Other than simple possession of marijuana, Massachusetts has some tough drug possession laws. It remains a tough state for prosecuting drug offenses, and maintains strict penalties on most drug possession laws.
Massachusetts decriminalized possession of small amounts (under 1 oz) or marijuana to a civil infraction in 2008. However, possession of larger amounts, or selling (distribution) of marijuana remains a criminal offense. And the police can charge you with felony drug charges if they think you are selling based on any amount, without a lot of evidence.
And Mass police have also been know to squeeze people and overcharge as distribution when it is clearly a personal possession situation. Sometimes they will try to get you to give up the person who solid you the weed.
You should also know that any criminal drug conviction, no matter how minor, can result in a 1 year driver’s license suspension. So it makes sense to work with a lawyer to avoid that issue, and explore all opportunities to avoid a criminal record showing up on a background (CORI) check.
Massachusetts Drug Categories for Controlled Substances
In penalizing offenses for the violations against Controlled Substances Acts, the drugs are categorized into classes which include the following:
Class A Substance
This class includes Heroin as by far the most commonly charged Class A Substance. Heroin is one of the mostly common and dangerous drugs abused in Massachusetts. At first, it can cause euphoria, alternately drowsy and alert state, oral dryness, flush, slow breathing, and muscle weakness. This may lead to decreased liver function, collapsed veins, pneumonia and abscess if used in a long-term basis. This class are deemed to be most dangerous as they have high potential of abuse.
Penalties for Possession of a Class A Controlled Substance
Possession of a class a substance (first offense) will be a maximum of 2 years in prison, and up to 2 ½ years in jail for a second offense.
Class B Substance
Cocaine is the most commonly charged class B substance.
In addition to cocaine, other Class B drugs are ecstasy (MDMA or “Molly”), oxycodone hydrochloride, Amphetamine, meth, and related drugs. Chronic use could cause increased risk of strokes, drowsiness, sore throat, chest pain, difficulty breathing and increased risk of myocardial infarction or heart attack.
Some of these drugs have accepted medical use with severe restrictions, though abuse may lead to physiological or physical dependence.
Penalties for Possession of a Class B Controlled Substance
First offense includes a maximum sentence of 1 year and the 2nd offense is an imprisonment up to 2 years.
This is an absolutely worst case scenario.

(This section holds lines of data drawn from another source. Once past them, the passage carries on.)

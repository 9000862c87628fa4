//! Long-term memory service contract.

use crate::content::Content;
use crate::session::Session;
use async_trait::async_trait;
use serde::{Deserialize, Serialize};
use thiserror::Error;

/// One recalled fragment of a past conversation.
#[derive(Debug, Clone, PartialEq, Serialize, Deserialize)]
pub struct MemoryEntry {
    pub content: Content,
    #[serde(default, skip_serializing_if = "Option::is_none")]
    pub author: Option<String>,
    /// Unix milliseconds of the originating event, when known.
    #[serde(default, skip_serializing_if = "Option::is_none")]
    pub timestamp: Option<u64>,
}

/// Memory service failures.
#[derive(Debug, Clone, Error)]
pub enum MemoryServiceError {
    #[error("memory backend error: {0}")]
    Backend(String),

    #[error("memory service not configured")]
    NotConfigured,
}

/// Stores completed sessions and answers similarity queries over them.
#[async_trait]
pub trait MemoryService: Send + Sync {
    /// Ingest a session's events into memory.
    async fn add_session(&self, session: &Session) -> Result<(), MemoryServiceError>;

    /// Retrieve entries relevant to `query` for one user of one app.
    async fn search(
        &self,
        app_name: &str,
        user_id: &str,
        query: &str,
    ) -> Result<Vec<MemoryEntry>, MemoryServiceError>;
}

We have beaten a lot of these cases, as well as worked out deals that avoid jail and ANY criminal record.
Class C Substance
This class includes drugs such as Diazepam, Lorazepam. Adverse side effects include confusion, amnesia, and ataxia.
Penalties for Possession of a Class C Controlled Substance
One or more prior convictions of possessing an illegal drug belonging to this class is a 2-year mandatory minimum.
Class D Substance
This class includes marijuana, possession of which is not a crime in most cases. Other class D substances are hashish, and other substances with THC and marijuana derivatives or concentrates like dabs, wax, shatter, or BHO (butane hash oil).

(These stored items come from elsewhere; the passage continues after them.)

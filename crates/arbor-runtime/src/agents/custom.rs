//! User-defined agents: a closure-produced event stream wrapped in the
//! BEFORE/STREAM/AFTER callback machine.

use super::{callback_event, resolve_after_agent, resolve_before_agent, AgentCallback};
use async_stream::stream;
use arbor_contract::{Agent, CallbackContext, EventStream, InvocationContext};
use futures::StreamExt;
use std::sync::Arc;

/// Closure producing an agent's event stream for one invocation.
pub type RunFn = Arc<dyn Fn(InvocationContext) -> EventStream + Send + Sync>;

/// An agent defined by a user closure plus before/after callback lists.
///
/// BEFORE runs first: the first callback returning content short-circuits
/// the whole run with a synthetic event. Otherwise the closure's stream is
/// forwarded (authorless events get this agent's name), then AFTER runs
/// with the same short-circuit rule.
pub struct CustomAgent {
    name: String,
    description: String,
    run_fn: Option<RunFn>,
    before_callbacks: Vec<AgentCallback>,
    after_callbacks: Vec<AgentCallback>,
    sub_agents: Vec<Arc<dyn Agent>>,
}

impl CustomAgent {
    pub fn new(name: impl Into<String>) -> Self {
        Self {
            name: name.into(),
            description: String::new(),
            run_fn: None,
            before_callbacks: Vec::new(),
            after_callbacks: Vec::new(),
            sub_agents: Vec::new(),
        }
    }

    #[must_use]
    pub fn with_description(mut self, description: impl Into<String>) -> Self {
        self.description = description.into();
        self
    }

    #[must_use]
    pub fn with_run<F>(mut self, run_fn: F) -> Self
    where
        F: Fn(InvocationContext) -> EventStream + Send + Sync + 'static,
    {
        self.run_fn = Some(Arc::new(run_fn));
        self
    }

    #[must_use]
    pub fn with_before_callback(mut self, callback: AgentCallback) -> Self {
        self.before_callbacks.push(callback);
        self
    }

    #[must_use]
    pub fn with_after_callback(mut self, callback: AgentCallback) -> Self {
        self.after_callbacks.push(callback);
        self
    }

    #[must_use]
    pub fn with_sub_agent(mut self, agent: Arc<dyn Agent>) -> Self {
        self.sub_agents.push(agent);
        self
    }
}

impl Agent for CustomAgent {
    fn name(&self) -> &str {
        &self.name
    }

    fn description(&self) -> &str {
        &self.description
    }

    fn sub_agents(&self) -> &[Arc<dyn Agent>] {
        &self.sub_agents
    }

    fn run(self: Arc<Self>, ctx: InvocationContext) -> EventStream {
        Box::pin(stream! {
            let mut before_ctx = CallbackContext::new(ctx.clone());
            if let Some(content) =
                resolve_before_agent(&*self, &self.before_callbacks, &mut before_ctx).await
            {
                yield callback_event(&self.name, &mut before_ctx, content);
                return;
            }

            if let Some(run_fn) = &self.run_fn {
                let mut inner = run_fn(ctx.clone());
                while let Some(mut event) = inner.next().await {
                    if event.author.is_none() {
                        event.author = Some(self.name.clone());
                    }
                    if event.invocation_id.is_none() {
                        event.invocation_id = Some(ctx.invocation_id.clone());
                    }
                    if event.branch.is_none() {
                        event.branch = ctx.branch.clone();
                    }
                    yield event;
                }
            }

            let mut after_ctx = CallbackContext::new(ctx.clone());
            if let Some(content) =
                resolve_after_agent(&*self, &self.after_callbacks, &mut after_ctx).await
            {
                yield callback_event(&self.name, &mut after_ctx, content);
            }
        })
    }
}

Use of marijuana may cause symptoms of reddened eyes, mouth dryness, heart palpitations, and/or heart or cold sensation. If person possessed a drug belonging to this class, he may be on 6-month probation.
Further violations can lead to additional penalties which can include drug treatment programs, fines, and/or imprisonment.
Penalties for Possession of a Class D Controlled Substance
Possession of over 1 ounce of marijuana carries a 1-year loss of driver’s license as well as a 2-year penalty after the sentence of underlying offense if near to school property, park, or playground, aka a “school zone” offense.
In addition, inducing a person under the age of 18 to distribute or sell controlled substances is subject to 5-year mandatory minimum.
Massachusetts Drug Arrests
During 2007, it was reported that there were 20,626 arrests for drug abuse violations according to the Federal Bureau of Investigations (FBI). Imposition of penalties also includes the mandatory minimum which is enforced in other states. Under Massachusetts drug possession laws, a mandatory minimum statute means that courts have no other alternatives than to impose a sentence not less than the minimum penalties (jail time), despite any mitigating factors.